No one could have predicted how impossible the huge, Vermeulen-shaped hole that he left in our lives would prove to fill. Perhaps his fuel-injected Mr Motivator act obscured the fine insights and crippling self-doubt that also formed his character, made it hard to gauge the tendrils of affection that linked him to his staff. It was extraordinary that his absence should prove more deafening than his presence (he greeted uninspiring stories with the clarion cry: "Doesn't blow the wind up my skirt"). I have never known anyone so fiercely and widely mourned by colleagues as Michael was – and is. No one else who inspires an annual luncheon. Former GQ staffers gather on the Tuesday following the bank holiday to toast his magnificent, abbreviated life. This year's venue is a former kebab house off Bond Street, where he once conducted Master/Grasshopper pep-talks. Over a three-bottle lunch with brandy chasers your failings would be identified and your virtues hugely magnified. Male employees who shone became "big swinging dicks around town". He loved to promote from the ranks, on one memorable occasion anointing the office's most ramshackle man as style editor.

My working association with Michael was lamentably brief. I was his PA for six months before he fired me for being useless and for sleeping with the deputy editor (reader, I married him). Despite these minor hitches, we got on famously. He gave me a fabulous seashell when I left, and my brief period under his wing was a steep learning curve from which I never fully recovered.

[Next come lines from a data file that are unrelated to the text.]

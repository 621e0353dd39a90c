//! Configuration validation.
//!
//! # Responsibilities
//! - Semantic validation (serde handles syntactic)
//! - Validate value ranges (timeouts > 0, limits > 0)
//! - Check addresses and enumerated strings
//!
//! # Design Decisions
//! - Returns all validation errors, not just first
//! - Validation is pure function: AppConfig → Result<(), Vec<ValidationError>>
//! - Runs before config is accepted into the system

use std::fmt;
use std::net::SocketAddr;

use crate::config::schema::AppConfig;

const LOG_LEVELS: &[&str] = &["trace", "debug", "info", "warn", "error"];
const LOG_FORMATS: &[&str] = &["text", "json"];

/// A single semantic problem in a configuration.
#[derive(Debug, Clone, PartialEq, Eq)]
pub struct ValidationError {
    /// Dotted path of the offending field, e.g. `listener.bind_address`.
    pub field: &'static str,
    pub message: String,
}

impl ValidationError {
    fn new(field: &'static str, message: impl Into<String>) -> Self {
        Self {
            field,
            message: message.into(),
        }
    }
}

impl fmt::Display for ValidationError {
    fn fmt(&self, f: &mut fmt::Formatter<'_>) -> fmt::Result {
        write!(f, "{}: {}", self.field, self.message)
    }
}

impl std::error::Error for ValidationError {}

/// Validate a parsed configuration.
pub fn validate_config(config: &AppConfig) -> Result<(), Vec<ValidationError>> {
    let mut errors = Vec::new();

    if config.listener.bind_address.parse::<SocketAddr>().is_err() {
        errors.push(ValidationError::new(
            "listener.bind_address",
            format!("'{}' is not a socket address", config.listener.bind_address),
        ));
    }

    if config.timeouts.request_secs == 0 {
        errors.push(ValidationError::new("timeouts.request_secs", "must be greater than 0"));
    }

    if config.limits.max_body_size == 0 {
        errors.push(ValidationError::new("limits.max_body_size", "must be greater than 0"));
    }

    let obs = &config.observability;
    if !LOG_LEVELS.contains(&obs.log_level.to_ascii_lowercase().as_str()) {
        errors.push(ValidationError::new(
            "observability.log_level",
            format!("unknown level '{}'", obs.log_level),
        ));
    }
    if !LOG_FORMATS.contains(&obs.log_format.as_str()) {
        errors.push(ValidationError::new(
            "observability.log_format",
            format!("unknown format '{}', expected text or json", obs.log_format),
        ));
    }
    if obs.metrics_enabled && obs.metrics_address.parse::<SocketAddr>().is_err() {
        errors.push(ValidationError::new(
            "observability.metrics_address",
            format!("'{}' is not a socket address", obs.metrics_address),
        ));
    }

    if errors.is_empty() {
        Ok(())
    } else {
        Err(errors)
    }
}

I learnt that one man's expense bill could top £40,000 per annum. I learnt there were only two lifestyle choices for men nowadays, "playboy or drone". I learnt that Friday drinks are vital for office harmony. I learnt to draw my staff aside, one by one, to say, "You're my secret weapon – the only one I can rely on". I learnt not to stand behind my secretary as she types, going "tick-tock goes the clock". I learnt that you can send identical bunches of flowers to three different women on Valentine's Day and get away with it. I learnt not to give the office fax number to my travel agent if going away for a secret tryst with the magazine's sex columnist. I learnt never to have naked photos of oneself sent to the office, even if they do chart the uncertain progress of your rapid weight-loss programme. I learnt that discretion was utterly essential in a personal assistant. I learnt that one inspirational boss can change your life for ever.